Entre crises et nouvelles tendances, entre forte digitalisation et pouvoir de la Voix, comment la relation client s’adapte-t-elle ?

Une filière qui va de l’avant                                  

Les crises récentes se sont à juste titre retrouvées sous les projecteurs, et ont dominé les discours autour du secteur. Il a en effet fallu apprendre à « prévoir l’imprévisible », et anticiper les besoins pour s’adapter à l’évolution des demandes au sein d’un éventail de risques sanitaires, environnementaux et géopolitique qui s’élargit. En arrière-plan, la filière du tourisme continue d’évoluer et d’innover, et demeure un écosystème dynamique auquel les acteurs de la relation client doivent constamment s’adapter. 

Trois grandes tendances peuvent ici être observées. On peut en premier lieu noter une nette augmentation du tourisme de proximité : les Français semblent davantage voyager chez eux, et ont même fait connaître un nouveau rebond à l’hôtellerie – notamment de plein air – lors de la dernière saison estivale. Étant plus connecté à son environnement immédiat, on pourrait argumenter que le touriste d’aujourd’hui perçoit le local comme moins risqué dans un contexte instable. 

Sa connexion se fait également de plus en plus avec l’environnement au sens large, puisque l’impact écologique du voyage revêt une importance croissante. Malgré un aspect encore niche et relativement élitiste, l’écotourisme est une tendance lourde, et irréversible. De plus en plus de voyageurs cherchent à donner du sens à leur voyage – une nouvelle directive qui entraîne inévitablement une différenciation des stratégies d’attraction et de fidélisation des clients. 
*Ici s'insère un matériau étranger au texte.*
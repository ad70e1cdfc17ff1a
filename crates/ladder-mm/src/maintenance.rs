//! Book upkeep: excess trimming, ladder top-up, startup cleanup.

use ladder_core::{retry, OpenOrder, Price, Side};
use ladder_telemetry::Metrics;
use tracing::{debug, error, info, warn};

use crate::allocator::BudgetAllocator;
use crate::budget::{ladder_budget, BalanceSnapshot};
use crate::error::{EngineError, EngineResult};
use crate::planner::LadderPlanner;
use crate::sequencer::OrderSequencer;

/// Cancel resting orders beyond the configured level count, farthest from
/// the touch first, at most `max_cancel_ops_per_cycle` cancel calls.
///
/// Returns the number of orders actually removed. Whatever excess remains
/// is left for the next cycle.
pub async fn trim_excess(seq: &OrderSequencer, side: Side) -> EngineResult<usize> {
    let mut resting = seq.exchange().read_open_orders(side).await?;
    let levels = seq.config().levels as usize;
    if resting.len() <= levels {
        return Ok(0);
    }

    sort_nearest_first(side, &mut resting);
    let excess = resting.len() - levels;
    let max_ops = seq.config().max_cancel_ops_per_cycle as usize;
    let timeout = seq.config().cancel_timeout();
    info!(side = %side, resting = resting.len(), levels, excess, max_ops, "Trimming excess orders");

    let mut removed = 0;
    for order in resting[levels..].iter().rev().take(max_ops) {
        let outcome = match tokio::time::timeout(timeout, seq.exchange().cancel_order(&order.order_id)).await
        {
            Ok(Ok(true)) => {
                removed += 1;
                "cancelled"
            }
            Ok(Ok(false)) => "missing",
            Ok(Err(e)) => {
                warn!(side = %side, order_id = %order.order_id, error = %e, "Cancel failed");
                "failed"
            }
            Err(_) => {
                warn!(
                    side = %side,
                    order_id = %order.order_id,
                    timeout_sec = timeout.as_secs(),
                    "Cancel timed out"
                );
                "timeout"
            }
        };
        Metrics::cancel(seq.ticker(), side.as_str(), outcome);
        debug!(side = %side, price = %order.price, outcome, "[TRIM]");
    }

    if removed < excess {
        debug!(side = %side, remaining = excess - removed, "Excess left for next cycle");
    }
    Ok(removed)
}

/// Bring `side` back up to the configured level count.
///
/// An empty side gets a full ladder stepping away from `from`. Otherwise
/// the missing levels extend outward from the outermost resting order.
/// New levels share whatever is left of the side's ladder budget after
/// the committed amount. Over-full sides are trimmed instead when
/// excess removal is enabled.
///
/// Returns the number of orders placed.
pub async fn top_up(
    seq: &OrderSequencer,
    planner: &LadderPlanner,
    allocator: &BudgetAllocator,
    side: Side,
    from: Price,
    reference: Price,
) -> EngineResult<usize> {
    let config = seq.config();
    let levels = config.levels as usize;
    let resting = seq.exchange().read_open_orders(side).await?;
    let count = resting.len();

    if count > levels {
        if config.excess_order_removal {
            trim_excess(seq, side).await?;
        }
        return Ok(0);
    }
    if count == levels {
        debug!(side = %side, count, "Ladder full");
        return Ok(0);
    }

    let prices = if resting.is_empty() {
        planner.ladder(side, from, levels)
    } else {
        let occupied: Vec<Price> = resting.iter().map(|o| o.price).collect();
        planner.extension(side, &occupied, levels - count)
    };
    if prices.is_empty() {
        warn!(side = %side, "No ladder prices available");
        return Ok(0);
    }

    let available = seq.exchange().get_available_balance(side).await?;
    let snapshot = BalanceSnapshot::new(side, available, &resting);
    let total = config.budget(side).total(side, reference, snapshot);
    let budget = ladder_budget(total, config.anchor_budget_ratio, snapshot);
    if budget.is_zero() {
        warn!(
            side = %side,
            %total,
            committed = %snapshot.committed,
            available = %snapshot.available,
            "No ladder budget left - skip"
        );
        return Ok(0);
    }

    let ladder = allocator.allocate(side, &prices, budget);
    info!(
        side = %side,
        existing = count,
        new_levels = ladder.len(),
        %budget,
        "Filling ladder"
    );
    Ok(seq.place_ladder(&ladder).await)
}

/// Cancel everything before the first rebalance and verify the book is
/// clear.
///
/// # Errors
/// `EngineError::Consistency` if orders remain after every attempt.
pub async fn startup_cleanup(seq: &OrderSequencer) -> EngineResult<()> {
    let timing = &seq.config().timing;
    tokio::time::sleep(timing.startup_settle()).await;

    let policy = timing.cleanup_retry_policy();
    let result = retry(
        &policy,
        "startup-cleanup",
        |attempt| async move {
            let (cancelled, total) = seq.exchange().cancel_all().await?;
            info!(attempt, cancelled, total, "Cleanup attempt");
            if cancelled < total {
                return Err(EngineError::Consistency(format!(
                    "{} of {total} orders could not be cancelled",
                    total - cancelled
                )));
            }
            Ok::<_, EngineError>(total)
        },
        |_| true,
    )
    .await;

    let total = result.map_err(|e| {
        error!(error = %e, "Startup cleanup failed");
        match e {
            EngineError::Consistency(_) => e,
            other => EngineError::Consistency(format!("cleanup did not complete: {other}")),
        }
    })?;

    let mut remaining = 0;
    for side in Side::BOTH {
        let open = seq
            .exchange()
            .read_open_orders(side)
            .await
            .map_err(|e| EngineError::Consistency(format!("open orders unreadable after cleanup: {e}")))?;
        remaining += open.len();
    }
    if remaining > 0 {
        error!(remaining, "Orders remain after cleanup");
        return Err(EngineError::Consistency(format!(
            "{remaining} orders remain after cleanup"
        )));
    }

    info!(cancelled = total, "Startup cleanup complete");
    Ok(())
}

fn sort_nearest_first(side: Side, orders: &mut [OpenOrder]) {
    orders.sort_by(|a, b| match side {
        Side::Bid => b.price.cmp(&a.price),
        Side::Ask => a.price.cmp(&b.price),
    });
}
//! Execution venue boundary for the ladder market maker.
//!
//! - `ExchangeAdapter`: the six-operation contract the engine drives
//! - `PaperExchange`: in-memory venue with matching, balances, and fault injection

pub mod adapter;
pub mod error;
pub mod paper;

pub use adapter::{BoxFuture, DynExchange, ExchangeAdapter};
pub use error::{AdapterError, AdapterResult};
pub use paper::{PaperConfig, PaperExchange, Placement};
//! Ladder market maker - Entry Point

use anyhow::Result;
use clap::{Parser, Subcommand};
use tracing::info;

use ladder_bot::{AppConfig, Application};

/// Ladder market maker
#[derive(Parser, Debug)]
#[command(version, about, long_about = None)]
struct Args {
    /// Configuration file path (can also be set via LADDER_CONFIG env var)
    #[arg(short, long, global = true)]
    config: Option<String>,

    #[command(subcommand)]
    command: Option<Command>,
}

#[derive(Subcommand, Debug)]
enum Command {
    /// Run the market maker (default)
    Run,
    /// Log the reference price for a ticker
    Price {
        /// Base asset, e.g. BTC (a USDT suffix is accepted)
        #[arg(short, long)]
        ticker: Option<String>,
    },
}

#[tokio::main]
async fn main() -> Result<()> {
    let args = Args::parse();

    ladder_telemetry::init_logging()?;

    info!("Starting ladder-bot v{}", env!("CARGO_PKG_VERSION"));

    let config_path = AppConfig::resolve_path(args.config);
    let config = AppConfig::load(&config_path)?;
    info!(
        config_path = %config_path,
        ticker = %config.engine.ticker,
        mode = %config.engine.mode,
        exchange = %config.exchange.kind,
        "Configuration loaded"
    );

    match args.command.unwrap_or(Command::Run) {
        Command::Run => {
            let app = Application::new(config)?;
            app.run().await?;
        }
        Command::Price { ticker } => {
            let ticker = ticker.unwrap_or_else(|| config.engine.ticker.clone());
            let app = Application::new(config)?;
            app.watch_price(&ticker).await?;
        }
    }

    Ok(())
}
La relation client doit ici se faire force de conseil pour les professionnels, à la fois au service de nouvelles destinations, mais également de celles que ces nouvelles attentes pourraient desservir.

Enfin, le secteur a su faire la part belle à la technologie et au digital pour répondre à ces attentes toujours plus précises et mouvantes. La Travel Tech connaît ses heures de gloire, et rivalise d’innovation en matière de facilitation des réservations, de tourisme responsable, ou encore de technologies d’immersion virtuelles. 

Il est également clair que la filière du tourisme a connu un sursaut de digitalisation conséquent dans le contexte de la pandémie : entre sites, applications, plateformes automatisées, la majorité des interactions s’effectuent désormais dans le digital, qui se fait à la fois terrain de jeu commercial pour les professionnels et démultiplicateur de canaux d’interactions avec leurs clients. 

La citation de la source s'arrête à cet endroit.